● **YOUR ASSIGNMENT**: Please find all lines in the data that hold the string "School" and copy them.

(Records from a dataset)
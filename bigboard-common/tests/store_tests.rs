//! SQLite store tests
//!
//! Each test opens a fresh database in its own temporary directory.

use bigboard_common::db::{init_database, BoardStore, SqliteStore};
use bigboard_common::model::{NewItem, Recurrence, DEFAULT_CATEGORIES, MEMBER_PALETTE};
use bigboard_common::visibility::resolve;
use chrono::{NaiveDate, NaiveTime};
use tempfile::TempDir;

async fn open_store() -> (TempDir, SqliteStore) {
    let dir = tempfile::tempdir().expect("temp dir");
    let store = SqliteStore::open(&dir.path().join("board").join("big_board.db"))
        .await
        .expect("open store");
    (dir, store)
}

fn date(y: i32, m: u32, d: u32) -> NaiveDate {
    NaiveDate::from_ymd_opt(y, m, d).unwrap()
}

fn new_item(title: &str, owner: &str, occurs_on: NaiveDate) -> NewItem {
    NewItem {
        title: title.to_string(),
        owner: owner.to_string(),
        occurs_on,
        time_of_day: None,
        category: "Task".to_string(),
        recurrence: None,
        recurrence_day: None,
        stay_until_done: false,
    }
}

#[tokio::test]
async fn test_database_created_with_parent_directories() {
    let dir = tempfile::tempdir().unwrap();
    let db_path = dir.path().join("nested").join("big_board.db");
    assert!(!db_path.exists());

    let pool = init_database(&db_path).await;
    assert!(pool.is_ok(), "Database initialization failed: {:?}", pool.err());
    assert!(db_path.exists(), "Database file was not created");
}

#[tokio::test]
async fn test_reopening_existing_database_keeps_data() {
    let dir = tempfile::tempdir().unwrap();
    let db_path = dir.path().join("big_board.db");

    let store = SqliteStore::open(&db_path).await.unwrap();
    store.add_category("Chores").await.unwrap();
    drop(store);

    let store = SqliteStore::open(&db_path).await.unwrap();
    let names: Vec<String> = store
        .list_categories()
        .await
        .unwrap()
        .into_iter()
        .map(|c| c.name)
        .collect();
    assert!(names.contains(&"Chores".to_string()));
    assert_eq!(names.len(), DEFAULT_CATEGORIES.len() + 1);
}

#[tokio::test]
async fn test_default_categories_seeded_sorted() {
    let (_dir, store) = open_store().await;
    let names: Vec<String> = store
        .list_categories()
        .await
        .unwrap()
        .into_iter()
        .map(|c| c.name)
        .collect();
    assert_eq!(names, vec!["Activity", "Meeting", "Reminder", "School", "Task"]);
}

#[tokio::test]
async fn test_insert_and_read_back_item() {
    let (_dir, store) = open_store().await;
    let mut item = new_item("Pickup", "Dad", date(2024, 1, 1));
    item.time_of_day = NaiveTime::from_hms_opt(15, 0, 0);
    item.recurrence = Some(Recurrence::Weekly);
    item.recurrence_day = Some(0);

    let created = store.insert_item(item).await.unwrap();
    assert!(created.id > 0);
    assert!(!created.handled);

    let loaded = store.get_item(created.id).await.unwrap().unwrap();
    assert_eq!(loaded, created);
    assert!(store.get_item(created.id + 100).await.unwrap().is_none());
}

#[tokio::test]
async fn test_save_item_persists_handled_state() {
    let (_dir, store) = open_store().await;
    let mut item = store
        .insert_item(new_item("Vitamins", "Mom", date(2024, 1, 1)))
        .await
        .unwrap();

    item.set_handled(true, date(2024, 1, 2));
    assert!(store.save_item(&item).await.unwrap());

    let loaded = store.get_item(item.id).await.unwrap().unwrap();
    assert!(loaded.handled);
    assert_eq!(loaded.handled_on, Some(date(2024, 1, 2)));

    item.id += 1000;
    assert!(!store.save_item(&item).await.unwrap());
}

#[tokio::test]
async fn test_delete_item_reports_existence() {
    let (_dir, store) = open_store().await;
    let item = store
        .insert_item(new_item("Dentist", "Mom", date(2024, 1, 3)))
        .await
        .unwrap();

    assert!(store.delete_item(item.id).await.unwrap());
    assert!(!store.delete_item(item.id).await.unwrap());
    assert!(store.list_items().await.unwrap().is_empty());
}

#[tokio::test]
async fn test_member_colors_cycle_through_palette() {
    let (_dir, store) = open_store().await;
    let mut colors = Vec::new();
    for i in 0..9 {
        colors.push(store.get_or_create_member(&format!("Kid {}", i)).await.unwrap().color);
    }
    assert_eq!(colors[0], MEMBER_PALETTE[0]);
    assert_eq!(colors[7], MEMBER_PALETTE[7]);
    assert_eq!(colors[8], MEMBER_PALETTE[0]);

    // existing members keep their color
    let again = store.get_or_create_member("Kid 3").await.unwrap();
    assert_eq!(again.color, MEMBER_PALETTE[3]);
    assert_eq!(store.list_members().await.unwrap().len(), 9);
}

#[tokio::test]
async fn test_member_color_update() {
    let (_dir, store) = open_store().await;
    store.get_or_create_member("Emma").await.unwrap();

    let updated = store.set_member_color("Emma", "#123456").await.unwrap();
    assert_eq!(updated.unwrap().color, "#123456");
    assert!(store.set_member_color("Nobody", "#123456").await.unwrap().is_none());

    let members = store.list_members().await.unwrap();
    assert_eq!(members[0].color, "#123456");
}

#[tokio::test]
async fn test_category_add_is_idempotent_and_delete_reports() {
    let (_dir, store) = open_store().await;
    store.add_category("Chores").await.unwrap();
    store.add_category("Chores").await.unwrap();
    assert_eq!(store.list_categories().await.unwrap().len(), DEFAULT_CATEGORIES.len() + 1);

    assert!(store.delete_category("Chores").await.unwrap());
    assert!(!store.delete_category("Chores").await.unwrap());
}

#[tokio::test]
async fn test_deleting_category_leaves_items_visible() {
    let (_dir, store) = open_store().await;
    let mut homework = new_item("Homework", "Emma", date(2024, 1, 3));
    homework.category = "School".to_string();
    let created = store.insert_item(homework).await.unwrap();

    assert!(store.delete_category("School").await.unwrap());

    let items = store.list_items().await.unwrap();
    let resolved = resolve(&items, date(2024, 1, 3));
    assert_eq!(resolved.len(), 1);
    assert_eq!(resolved[0].id, created.id);
    assert_eq!(resolved[0].category, "School");
}

#[tokio::test]
async fn test_list_items_ordering() {
    let (_dir, store) = open_store().await;
    let mut late = new_item("Late", "Dad", date(2024, 1, 1));
    late.time_of_day = NaiveTime::from_hms_opt(20, 0, 0);
    let untimed = new_item("Anytime", "Dad", date(2024, 1, 1));
    let mut early = new_item("Early", "Dad", date(2024, 1, 1));
    early.time_of_day = NaiveTime::from_hms_opt(6, 0, 0);
    let tomorrow = new_item("Tomorrow", "Dad", date(2024, 1, 2));

    for item in [tomorrow, untimed, late, early] {
        store.insert_item(item).await.unwrap();
    }

    let titles: Vec<String> = store
        .list_items()
        .await
        .unwrap()
        .into_iter()
        .map(|i| i.title)
        .collect();
    assert_eq!(titles, vec!["Early", "Late", "Anytime", "Tomorrow"]);
}

#[tokio::test]
async fn test_clear_all_reseeds_categories() {
    let (_dir, store) = open_store().await;
    store
        .insert_item(new_item("Dentist", "Mom", date(2024, 1, 3)))
        .await
        .unwrap();
    store.get_or_create_member("Mom").await.unwrap();
    store.add_category("Chores").await.unwrap();

    store.clear_all().await.unwrap();

    assert!(store.list_items().await.unwrap().is_empty());
    assert!(store.list_members().await.unwrap().is_empty());
    assert_eq!(store.list_categories().await.unwrap().len(), DEFAULT_CATEGORIES.len());
}

#[tokio::test]
async fn test_clear_all_rolls_back_when_reseed_fails() {
    let dir = tempfile::tempdir().unwrap();
    let pool = init_database(&dir.path().join("big_board.db")).await.unwrap();
    let store = SqliteStore::new(pool.clone());
    store
        .insert_item(new_item("Dentist", "Mom", date(2024, 1, 3)))
        .await
        .unwrap();

    sqlx::query(
        "CREATE TRIGGER reject_categories BEFORE INSERT ON categories \
         BEGIN SELECT RAISE(ABORT, 'categories are read-only'); END",
    )
    .execute(&pool)
    .await
    .unwrap();

    assert!(store.clear_all().await.is_err());
    assert_eq!(store.list_items().await.unwrap().len(), 1);
    assert_eq!(store.list_categories().await.unwrap().len(), DEFAULT_CATEGORIES.len());
}

#[tokio::test]
async fn test_unreadable_rows_do_not_hide_the_board() {
    let dir = tempfile::tempdir().unwrap();
    let pool = init_database(&dir.path().join("big_board.db")).await.unwrap();
    let store = SqliteStore::new(pool.clone());
    let good = store
        .insert_item(new_item("Dentist", "Mom", date(2024, 1, 3)))
        .await
        .unwrap();

    sqlx::query(
        "INSERT INTO items (title, family_member, date, time, category, recurrence, recurrence_day) \
         VALUES ('Bus', 'Kid', '2024-01-02', 'after lunch', 'Task', 'fortnightly', 3)",
    )
    .execute(&pool)
    .await
    .unwrap();
    sqlx::query(
        "INSERT INTO items (title, family_member, date, category) \
         VALUES ('Someday', 'Kid', 'whenever', 'Task')",
    )
    .execute(&pool)
    .await
    .unwrap();

    let items = store.list_items().await.unwrap();
    let titles: Vec<&str> = items.iter().map(|i| i.title.as_str()).collect();
    assert_eq!(titles, vec!["Bus", "Dentist"]);

    let bus = &items[0];
    assert_eq!(bus.time_of_day, None);
    assert_eq!(bus.recurrence, None);
    assert_eq!(bus.recurrence_day, None);

    let board = resolve(&items, date(2024, 1, 3));
    assert!(board.iter().any(|i| i.id == good.id));
}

● **REPLY TO THE TASK**:
    assert_eq!(names, vec!["Activity", "Meeting", "Reminder", "School", "Task"]);
    homework.category = "School".to_string();
    assert!(store.delete_category("School").await.unwrap());
    assert_eq!(resolved[0].category, "School");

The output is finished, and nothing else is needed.